(Saved entries)
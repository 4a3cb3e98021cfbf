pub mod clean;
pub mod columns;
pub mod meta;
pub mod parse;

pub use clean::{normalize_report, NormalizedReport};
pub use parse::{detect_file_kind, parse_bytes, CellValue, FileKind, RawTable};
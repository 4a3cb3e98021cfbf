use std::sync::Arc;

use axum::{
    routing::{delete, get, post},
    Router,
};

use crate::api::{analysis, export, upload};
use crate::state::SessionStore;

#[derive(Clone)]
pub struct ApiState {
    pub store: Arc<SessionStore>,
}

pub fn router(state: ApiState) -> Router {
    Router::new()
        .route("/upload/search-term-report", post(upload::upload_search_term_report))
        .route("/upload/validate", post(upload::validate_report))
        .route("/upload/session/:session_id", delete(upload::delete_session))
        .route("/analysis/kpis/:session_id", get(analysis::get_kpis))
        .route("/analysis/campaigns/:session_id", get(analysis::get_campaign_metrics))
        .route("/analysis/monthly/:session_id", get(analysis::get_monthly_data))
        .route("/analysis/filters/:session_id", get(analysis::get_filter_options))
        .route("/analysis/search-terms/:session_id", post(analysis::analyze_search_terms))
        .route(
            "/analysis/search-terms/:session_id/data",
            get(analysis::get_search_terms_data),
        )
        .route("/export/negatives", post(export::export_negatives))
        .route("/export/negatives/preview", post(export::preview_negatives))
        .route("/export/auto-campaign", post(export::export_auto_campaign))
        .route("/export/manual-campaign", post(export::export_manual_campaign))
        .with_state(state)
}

...

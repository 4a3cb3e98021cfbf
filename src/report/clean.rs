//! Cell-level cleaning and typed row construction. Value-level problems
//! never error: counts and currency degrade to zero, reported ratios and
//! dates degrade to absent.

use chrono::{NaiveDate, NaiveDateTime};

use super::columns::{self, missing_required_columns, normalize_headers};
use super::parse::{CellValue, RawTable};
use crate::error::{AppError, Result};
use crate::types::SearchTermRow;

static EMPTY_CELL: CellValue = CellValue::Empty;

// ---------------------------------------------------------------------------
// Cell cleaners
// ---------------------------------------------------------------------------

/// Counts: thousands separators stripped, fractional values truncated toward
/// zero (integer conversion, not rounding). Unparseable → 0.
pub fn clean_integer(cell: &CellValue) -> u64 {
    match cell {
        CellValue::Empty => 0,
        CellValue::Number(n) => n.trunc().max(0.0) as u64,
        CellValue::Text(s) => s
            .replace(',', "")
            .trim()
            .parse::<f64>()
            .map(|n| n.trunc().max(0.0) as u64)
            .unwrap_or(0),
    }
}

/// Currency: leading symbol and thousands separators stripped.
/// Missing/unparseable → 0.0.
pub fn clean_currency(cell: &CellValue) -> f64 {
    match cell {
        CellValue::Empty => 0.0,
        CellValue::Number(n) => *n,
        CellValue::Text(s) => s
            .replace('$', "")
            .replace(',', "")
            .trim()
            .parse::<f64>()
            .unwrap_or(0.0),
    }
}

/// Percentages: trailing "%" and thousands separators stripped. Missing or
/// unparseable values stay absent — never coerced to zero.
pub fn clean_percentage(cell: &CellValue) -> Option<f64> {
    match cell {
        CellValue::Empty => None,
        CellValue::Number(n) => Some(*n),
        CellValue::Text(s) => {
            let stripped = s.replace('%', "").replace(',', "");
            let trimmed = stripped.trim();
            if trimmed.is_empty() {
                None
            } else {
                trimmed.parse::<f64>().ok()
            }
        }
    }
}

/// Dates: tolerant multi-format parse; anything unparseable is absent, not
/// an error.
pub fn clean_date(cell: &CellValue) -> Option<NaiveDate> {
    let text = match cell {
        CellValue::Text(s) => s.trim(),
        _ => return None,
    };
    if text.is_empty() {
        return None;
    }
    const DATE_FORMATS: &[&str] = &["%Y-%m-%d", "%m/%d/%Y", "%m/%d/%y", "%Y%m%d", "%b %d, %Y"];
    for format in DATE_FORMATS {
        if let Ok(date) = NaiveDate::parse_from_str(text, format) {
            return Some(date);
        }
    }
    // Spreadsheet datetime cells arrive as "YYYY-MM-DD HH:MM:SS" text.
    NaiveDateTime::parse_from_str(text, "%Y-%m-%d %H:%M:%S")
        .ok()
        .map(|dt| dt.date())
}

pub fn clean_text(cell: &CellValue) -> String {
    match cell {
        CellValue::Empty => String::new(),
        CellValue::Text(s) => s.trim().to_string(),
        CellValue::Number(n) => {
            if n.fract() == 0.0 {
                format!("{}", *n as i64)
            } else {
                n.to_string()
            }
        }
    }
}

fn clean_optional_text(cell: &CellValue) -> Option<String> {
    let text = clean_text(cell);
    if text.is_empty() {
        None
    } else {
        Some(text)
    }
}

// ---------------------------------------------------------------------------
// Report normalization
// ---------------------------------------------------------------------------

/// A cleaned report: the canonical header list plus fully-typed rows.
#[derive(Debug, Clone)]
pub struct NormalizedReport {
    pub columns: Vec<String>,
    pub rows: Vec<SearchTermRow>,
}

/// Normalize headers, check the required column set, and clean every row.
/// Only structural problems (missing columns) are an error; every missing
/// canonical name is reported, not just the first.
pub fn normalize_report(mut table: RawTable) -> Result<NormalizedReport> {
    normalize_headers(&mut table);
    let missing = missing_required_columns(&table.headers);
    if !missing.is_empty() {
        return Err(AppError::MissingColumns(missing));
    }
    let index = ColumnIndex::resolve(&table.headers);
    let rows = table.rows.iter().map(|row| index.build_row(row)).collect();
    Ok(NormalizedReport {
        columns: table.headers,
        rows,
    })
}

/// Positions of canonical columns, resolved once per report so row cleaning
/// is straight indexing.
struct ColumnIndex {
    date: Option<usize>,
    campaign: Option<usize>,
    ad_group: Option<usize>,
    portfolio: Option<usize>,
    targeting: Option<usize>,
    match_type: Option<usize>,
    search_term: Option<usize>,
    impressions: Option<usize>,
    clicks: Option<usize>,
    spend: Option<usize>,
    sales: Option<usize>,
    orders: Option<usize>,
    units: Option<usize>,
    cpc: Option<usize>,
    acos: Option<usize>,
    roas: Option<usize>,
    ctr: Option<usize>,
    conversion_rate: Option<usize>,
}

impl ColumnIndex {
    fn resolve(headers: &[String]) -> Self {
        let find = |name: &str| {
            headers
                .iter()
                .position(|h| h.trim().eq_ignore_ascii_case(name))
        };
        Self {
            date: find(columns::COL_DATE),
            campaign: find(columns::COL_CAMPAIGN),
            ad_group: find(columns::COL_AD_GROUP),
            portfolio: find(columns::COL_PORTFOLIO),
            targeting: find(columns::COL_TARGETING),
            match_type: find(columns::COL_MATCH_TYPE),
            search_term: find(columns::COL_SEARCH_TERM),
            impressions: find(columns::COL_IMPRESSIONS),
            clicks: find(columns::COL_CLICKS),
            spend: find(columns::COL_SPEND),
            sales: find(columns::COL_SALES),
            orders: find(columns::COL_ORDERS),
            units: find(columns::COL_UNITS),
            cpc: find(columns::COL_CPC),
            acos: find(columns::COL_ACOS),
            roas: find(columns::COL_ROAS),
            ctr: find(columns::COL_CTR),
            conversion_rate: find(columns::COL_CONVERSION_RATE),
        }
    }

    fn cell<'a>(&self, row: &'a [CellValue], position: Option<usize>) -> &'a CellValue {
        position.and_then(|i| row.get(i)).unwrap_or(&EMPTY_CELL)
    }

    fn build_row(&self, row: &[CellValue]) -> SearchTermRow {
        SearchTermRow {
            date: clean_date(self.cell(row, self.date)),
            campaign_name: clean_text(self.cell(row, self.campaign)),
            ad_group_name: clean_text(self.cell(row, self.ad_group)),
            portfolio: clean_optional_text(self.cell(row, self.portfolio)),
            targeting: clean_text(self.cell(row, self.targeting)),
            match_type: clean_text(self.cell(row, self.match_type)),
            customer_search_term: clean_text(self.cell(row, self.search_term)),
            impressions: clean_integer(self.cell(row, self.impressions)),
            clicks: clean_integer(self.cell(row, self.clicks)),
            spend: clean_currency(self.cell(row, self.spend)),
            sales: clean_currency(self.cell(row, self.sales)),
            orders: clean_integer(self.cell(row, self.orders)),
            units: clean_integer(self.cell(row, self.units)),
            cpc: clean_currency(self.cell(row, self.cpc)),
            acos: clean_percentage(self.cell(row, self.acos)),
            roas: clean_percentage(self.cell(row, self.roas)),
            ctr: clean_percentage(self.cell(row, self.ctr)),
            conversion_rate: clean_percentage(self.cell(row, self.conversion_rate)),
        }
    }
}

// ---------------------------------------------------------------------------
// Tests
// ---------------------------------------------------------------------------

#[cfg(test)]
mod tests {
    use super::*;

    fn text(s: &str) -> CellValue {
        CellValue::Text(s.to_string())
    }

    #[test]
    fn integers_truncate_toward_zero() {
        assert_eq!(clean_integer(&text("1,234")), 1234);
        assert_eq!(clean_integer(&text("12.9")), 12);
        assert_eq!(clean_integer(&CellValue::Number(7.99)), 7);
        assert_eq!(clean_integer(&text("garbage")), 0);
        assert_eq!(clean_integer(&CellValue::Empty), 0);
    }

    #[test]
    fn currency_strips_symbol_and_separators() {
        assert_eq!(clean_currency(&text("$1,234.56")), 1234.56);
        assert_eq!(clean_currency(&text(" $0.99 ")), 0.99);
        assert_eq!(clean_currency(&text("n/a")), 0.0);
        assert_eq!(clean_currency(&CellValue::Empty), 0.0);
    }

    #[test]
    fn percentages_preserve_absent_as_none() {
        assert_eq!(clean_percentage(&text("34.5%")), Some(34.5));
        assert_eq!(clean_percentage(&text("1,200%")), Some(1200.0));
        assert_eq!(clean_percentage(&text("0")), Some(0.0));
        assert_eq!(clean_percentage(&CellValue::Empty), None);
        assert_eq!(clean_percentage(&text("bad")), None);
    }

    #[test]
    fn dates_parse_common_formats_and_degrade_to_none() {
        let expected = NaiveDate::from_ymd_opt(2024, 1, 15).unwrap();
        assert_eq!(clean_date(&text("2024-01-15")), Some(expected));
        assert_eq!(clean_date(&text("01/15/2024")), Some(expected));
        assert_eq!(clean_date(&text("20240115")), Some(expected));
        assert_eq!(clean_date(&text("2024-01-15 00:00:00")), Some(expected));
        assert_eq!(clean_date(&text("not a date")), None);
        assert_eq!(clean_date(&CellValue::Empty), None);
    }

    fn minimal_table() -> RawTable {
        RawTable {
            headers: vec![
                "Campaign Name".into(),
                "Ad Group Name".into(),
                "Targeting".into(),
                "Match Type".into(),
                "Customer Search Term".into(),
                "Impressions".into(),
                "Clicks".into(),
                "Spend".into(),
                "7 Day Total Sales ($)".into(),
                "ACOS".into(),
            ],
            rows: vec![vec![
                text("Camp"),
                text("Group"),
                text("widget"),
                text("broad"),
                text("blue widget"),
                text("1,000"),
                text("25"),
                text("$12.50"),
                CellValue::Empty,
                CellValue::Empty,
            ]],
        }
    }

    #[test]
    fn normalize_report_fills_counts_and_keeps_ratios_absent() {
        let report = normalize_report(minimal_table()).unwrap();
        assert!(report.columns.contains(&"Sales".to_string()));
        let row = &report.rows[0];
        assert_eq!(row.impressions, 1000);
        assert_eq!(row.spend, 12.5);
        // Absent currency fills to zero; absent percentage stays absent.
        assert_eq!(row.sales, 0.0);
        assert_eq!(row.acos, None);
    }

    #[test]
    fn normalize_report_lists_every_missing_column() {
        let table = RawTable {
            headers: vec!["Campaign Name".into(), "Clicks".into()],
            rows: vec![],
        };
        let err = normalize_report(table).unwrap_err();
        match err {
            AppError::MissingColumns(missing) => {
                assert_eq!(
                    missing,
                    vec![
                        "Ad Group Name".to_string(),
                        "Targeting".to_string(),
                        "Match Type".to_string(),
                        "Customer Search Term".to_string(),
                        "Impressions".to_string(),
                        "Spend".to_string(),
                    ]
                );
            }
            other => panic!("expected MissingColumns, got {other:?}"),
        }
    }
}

## Prompt
The lines sought are those in the data above that include the string "export"; copy each one.

## Task answer
use crate::api::{analysis, export, upload};
        .route("/export/negatives", post(export::export_negatives))
        .route("/export/negatives/preview", post(export::preview_negatives))
        .route("/export/auto-campaign", post(export::export_auto_campaign))
        .route("/export/manual-campaign", post(export::export_manual_campaign))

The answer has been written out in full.